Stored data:

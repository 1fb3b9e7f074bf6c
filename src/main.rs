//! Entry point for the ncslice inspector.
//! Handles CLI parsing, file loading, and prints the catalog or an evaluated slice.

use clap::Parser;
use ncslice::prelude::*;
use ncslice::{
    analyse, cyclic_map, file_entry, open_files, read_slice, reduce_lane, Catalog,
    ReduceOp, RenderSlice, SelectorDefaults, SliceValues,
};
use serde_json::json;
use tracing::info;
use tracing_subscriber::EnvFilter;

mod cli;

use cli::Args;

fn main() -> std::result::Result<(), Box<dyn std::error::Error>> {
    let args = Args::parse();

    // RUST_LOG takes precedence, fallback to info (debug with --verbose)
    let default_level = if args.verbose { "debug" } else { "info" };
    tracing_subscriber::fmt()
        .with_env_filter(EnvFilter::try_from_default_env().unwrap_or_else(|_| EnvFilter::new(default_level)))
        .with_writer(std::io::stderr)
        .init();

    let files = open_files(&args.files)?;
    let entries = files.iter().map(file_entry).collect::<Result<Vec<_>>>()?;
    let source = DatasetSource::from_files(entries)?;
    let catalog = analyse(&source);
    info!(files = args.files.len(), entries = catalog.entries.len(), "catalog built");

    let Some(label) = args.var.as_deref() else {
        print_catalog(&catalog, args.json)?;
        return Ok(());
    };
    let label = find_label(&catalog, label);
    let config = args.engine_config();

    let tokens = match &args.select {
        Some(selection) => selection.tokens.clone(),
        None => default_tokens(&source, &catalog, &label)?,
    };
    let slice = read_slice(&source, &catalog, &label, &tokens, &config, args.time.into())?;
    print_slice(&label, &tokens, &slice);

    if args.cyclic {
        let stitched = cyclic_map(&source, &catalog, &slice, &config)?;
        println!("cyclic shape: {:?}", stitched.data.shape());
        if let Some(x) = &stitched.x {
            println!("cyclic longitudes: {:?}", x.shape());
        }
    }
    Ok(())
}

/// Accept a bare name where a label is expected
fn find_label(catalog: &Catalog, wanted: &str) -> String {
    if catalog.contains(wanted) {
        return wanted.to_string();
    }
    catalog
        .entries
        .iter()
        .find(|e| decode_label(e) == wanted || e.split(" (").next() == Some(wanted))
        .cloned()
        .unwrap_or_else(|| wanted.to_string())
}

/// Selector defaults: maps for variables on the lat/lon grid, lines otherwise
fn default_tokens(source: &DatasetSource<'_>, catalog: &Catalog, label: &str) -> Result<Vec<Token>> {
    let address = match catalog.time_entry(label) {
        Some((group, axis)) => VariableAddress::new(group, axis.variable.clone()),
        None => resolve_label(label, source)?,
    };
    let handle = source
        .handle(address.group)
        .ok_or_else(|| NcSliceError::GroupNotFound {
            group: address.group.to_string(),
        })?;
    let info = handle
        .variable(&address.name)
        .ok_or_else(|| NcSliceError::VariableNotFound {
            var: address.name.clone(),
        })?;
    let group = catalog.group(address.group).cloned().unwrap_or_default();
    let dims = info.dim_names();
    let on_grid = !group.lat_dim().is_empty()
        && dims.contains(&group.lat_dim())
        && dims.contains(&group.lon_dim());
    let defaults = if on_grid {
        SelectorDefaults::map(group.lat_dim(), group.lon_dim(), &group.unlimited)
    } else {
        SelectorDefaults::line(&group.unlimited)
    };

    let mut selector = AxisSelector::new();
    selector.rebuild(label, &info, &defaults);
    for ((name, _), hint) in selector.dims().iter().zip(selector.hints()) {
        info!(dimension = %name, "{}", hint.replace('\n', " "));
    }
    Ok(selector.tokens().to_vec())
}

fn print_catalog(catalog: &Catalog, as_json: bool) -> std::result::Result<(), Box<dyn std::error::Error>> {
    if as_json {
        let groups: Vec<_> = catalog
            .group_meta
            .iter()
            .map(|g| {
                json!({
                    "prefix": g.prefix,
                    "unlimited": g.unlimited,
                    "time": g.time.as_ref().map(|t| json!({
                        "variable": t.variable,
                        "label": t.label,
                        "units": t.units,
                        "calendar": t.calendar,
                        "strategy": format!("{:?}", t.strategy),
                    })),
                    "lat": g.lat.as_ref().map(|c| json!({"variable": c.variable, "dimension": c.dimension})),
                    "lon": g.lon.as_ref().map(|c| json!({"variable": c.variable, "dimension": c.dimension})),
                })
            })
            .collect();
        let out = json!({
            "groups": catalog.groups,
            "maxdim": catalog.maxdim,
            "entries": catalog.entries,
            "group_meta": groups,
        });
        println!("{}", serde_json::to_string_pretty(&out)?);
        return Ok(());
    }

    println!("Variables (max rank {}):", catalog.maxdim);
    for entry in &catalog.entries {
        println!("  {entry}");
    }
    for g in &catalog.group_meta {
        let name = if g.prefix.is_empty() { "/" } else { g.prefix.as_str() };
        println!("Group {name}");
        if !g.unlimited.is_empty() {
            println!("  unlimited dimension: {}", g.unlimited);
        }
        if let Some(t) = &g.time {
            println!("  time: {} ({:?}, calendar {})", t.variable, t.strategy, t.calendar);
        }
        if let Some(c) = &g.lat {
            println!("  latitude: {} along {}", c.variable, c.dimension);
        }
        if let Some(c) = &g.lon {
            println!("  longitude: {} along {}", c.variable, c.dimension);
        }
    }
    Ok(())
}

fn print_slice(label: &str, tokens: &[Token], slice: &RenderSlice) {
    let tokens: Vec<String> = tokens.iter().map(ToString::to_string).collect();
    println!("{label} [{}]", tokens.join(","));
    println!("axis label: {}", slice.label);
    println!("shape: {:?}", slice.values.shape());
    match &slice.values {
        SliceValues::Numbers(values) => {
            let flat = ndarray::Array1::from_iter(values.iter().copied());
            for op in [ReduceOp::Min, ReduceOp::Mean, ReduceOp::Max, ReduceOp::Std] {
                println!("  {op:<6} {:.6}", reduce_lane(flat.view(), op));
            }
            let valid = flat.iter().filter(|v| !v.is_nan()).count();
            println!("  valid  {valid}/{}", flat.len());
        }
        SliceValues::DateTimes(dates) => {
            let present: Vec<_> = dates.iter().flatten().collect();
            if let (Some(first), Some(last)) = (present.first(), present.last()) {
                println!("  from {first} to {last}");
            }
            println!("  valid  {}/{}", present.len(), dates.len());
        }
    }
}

What is needed: From the data above, copy out every line with the string "source" in it.

Task answer:
    let source = DatasetSource::from_files(entries)?;
    let catalog = analyse(&source);
        None => default_tokens(&source, &catalog, &label)?,
    let slice = read_slice(&source, &catalog, &label, &tokens, &config, args.time.into())?;
        let stitched = cyclic_map(&source, &catalog, &slice, &config)?;
fn default_tokens(source: &DatasetSource<'_>, catalog: &Catalog, label: &str) -> Result<Vec<Token>> {
        None => resolve_label(label, source)?,
    let handle = source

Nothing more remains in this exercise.